Task to carry out
Pick out all lines with the word "WRDISBV" from the records that follow.

Entries supplied
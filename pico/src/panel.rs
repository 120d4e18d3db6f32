//! CO5300 AMOLED controller on SPI1.
//!
//! Commands go out through blocking SPI writes. Pixel data is pushed by one
//! DMA channel paced by the SPI TX request line, with the chip select held
//! low from `RAMWR` until the last transfer of the frame has drained.

use core::hint::spin_loop;
use core::sync::atomic::{Ordering, compiler_fence};

use defmt::*;
use embassy_rp::{Peripheral, PeripheralRef};
use embassy_rp::dma::Channel;
use embassy_rp::gpio::Output;
use embassy_rp::pac;
use embassy_rp::pac::dma::regs::CtrlTrig;
use embassy_rp::pac::dma::vals::{DataSize, TreqSel};
use embassy_rp::peripherals::SPI1;
use embassy_rp::spi::{Blocking, Config as SpiConfig, Spi};
use embassy_time::Timer;
use frame_stream::{DisplayLink, Window};

use crate::config;

const SLPOUT: u8 = 0x11;
const INVOFF: u8 = 0x20;
const DISPON: u8 = 0x29;
const CASET: u8 = 0x2A;
const RASET: u8 = 0x2B;
const RAMWR: u8 = 0x2C;
const TEON: u8 = 0x35;
const MADCTL: u8 = 0x36;
const COLMOD: u8 = 0x3A;
const WRDISBV: u8 = 0x51;
const WRCTRLD: u8 = 0x53;

/// Command, parameters, delay afterwards in ms.
const INIT_SEQUENCE: &[(u8, &[u8], u64)] = &[
    (SLPOUT, &[], 120),
    // SPI mode control: single-lane writes
    (0xC4, &[0x80], 0),
    // tearing scan line
    (0x44, &[0x01, 0xD7], 0),
    (TEON, &[0x00], 0),
    (WRCTRLD, &[0x20], 10),
    (DISPON, &[], 10),
    (INVOFF, &[], 0),
    (MADCTL, &[0x00], 0),
    // 16 bits per pixel
    (COLMOD, &[0x55], 0),
];

/// Lowest `WRDISBV` value that still lights the panel.
const MIN_BRIGHTNESS: u16 = 0x25;

pub fn spi_config() -> SpiConfig {
    let mut config = SpiConfig::default();
    config.frequency = config::PANEL_SPI_HZ;
    config
}

pub struct Co5300<'d, C: Channel> {
    spi: Spi<'d, SPI1, Blocking>,
    dc: Output<'d>,
    cs: Output<'d>,
    dma: PeripheralRef<'d, C>,
    x_offset: u16,
    y_offset: u16,
}

impl<'d, C: Channel> Co5300<'d, C> {
    pub fn new(
        spi: Spi<'d, SPI1, Blocking>,
        dc: Output<'d>,
        cs: Output<'d>,
        dma: impl Peripheral<P = C> + 'd,
    ) -> Self {
        // Let the DMA channel pace itself on the TX FIFO.
        pac::SPI1.dmacr().modify(|w| w.set_txdmae(true));
        Self {
            spi,
            dc,
            cs,
            dma: dma.into_ref(),
            x_offset: config::PANEL_X_OFFSET,
            y_offset: config::PANEL_Y_OFFSET,
        }
    }

    /// Hardware reset, then wake the panel up in RGB565 mode.
    pub async fn init(&mut self, reset: &mut Output<'_>, brightness: u8) {
        reset.set_low();
        Timer::after_millis(100).await;
        reset.set_high();
        Timer::after_millis(100).await;

        for &(cmd, params, delay_ms) in INIT_SEQUENCE {
            self.command(cmd, params);
            if delay_ms > 0 {
                Timer::after_millis(delay_ms).await;
            }
        }
        self.set_brightness(brightness);
        info!("co5300: ready, dma channel {}", self.dma_channel());
    }

    pub fn dma_channel(&self) -> u8 {
        self.dma.number()
    }

    /// `percent` is clamped to 100.
    pub fn set_brightness(&mut self, percent: u8) {
        let level = MIN_BRIGHTNESS + percent.min(100) as u16 * (0xFF - MIN_BRIGHTNESS) / 100;
        self.command(WRDISBV, &[level as u8]);
    }

    fn command(&mut self, cmd: u8, params: &[u8]) {
        self.cs.set_low();
        self.dc.set_low();
        unwrap!(self.spi.blocking_write(&[cmd]));
        if !params.is_empty() {
            self.dc.set_high();
            unwrap!(self.spi.blocking_write(params));
        }
        self.cs.set_high();
    }

    fn wait_idle() {
        while pac::SPI1.sr().read().bsy() {
            spin_loop();
        }
    }
}

/// Transfer-complete callback for the panel's DMA channel. Only signals the
/// flag: the SPI FIFO may still be draining, which `end_frame` waits out.
pub fn on_transfer_done() {
    crate::PANEL_DONE.signal();
}

fn span(start: u16, end: u16) -> [u8; 4] {
    let [s0, s1] = start.to_be_bytes();
    let [e0, e1] = end.to_be_bytes();
    [s0, s1, e0, e1]
}

impl<C: Channel> DisplayLink for Co5300<'_, C> {
    fn set_output_rectangle(&mut self, window: Window) {
        self.command(CASET, &span(window.x0 + self.x_offset, window.x1 + self.x_offset));
        self.command(RASET, &span(window.y0 + self.y_offset, window.y1 + self.y_offset));
    }

    fn begin_frame(&mut self) {
        self.cs.set_low();
        self.dc.set_low();
        unwrap!(self.spi.blocking_write(&[RAMWR]));
        self.dc.set_high();
    }

    unsafe fn start_transfer(&mut self, data: &[u8]) {
        let ch = pac::DMA.ch(self.dma.number() as usize);
        ch.al1_ctrl().write(|c| {
            let mut t = CtrlTrig(*c);
            t.set_incr_read(true);
            t.set_incr_write(false);
            t.set_data_size(DataSize::SIZE_BYTE);
            t.set_treq_sel(TreqSel::SPI1_TX);
            t.set_irq_quiet(false);
            t.set_chain_to(self.dma.number());
            t.set_en(true);
            *c = t.0;
        });
        ch.write_addr().write(|c| *c = pac::SPI1.dr().as_ptr() as u32);
        ch.trans_count().write(|c| c.0 = data.len() as u32);
        // The staging writes must land before the channel starts reading.
        compiler_fence(Ordering::SeqCst);
        ch.al3_read_addr_trig().write(|c| *c = data.as_ptr() as u32);
    }

    fn end_frame(&mut self) {
        Self::wait_idle();
        // The RX side clocked in garbage during the pixel stream.
        while pac::SPI1.sr().read().rne() {
            let _ = pac::SPI1.dr().read();
        }
        pac::SPI1.icr().write(|w| w.set_roric(true));
        self.cs.set_high();
    }
}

Exercise result
const WRDISBV: u8 = 0x51;
/// Lowest `WRDISBV` value that still lights the panel.
        self.command(WRDISBV, &[level as u8]);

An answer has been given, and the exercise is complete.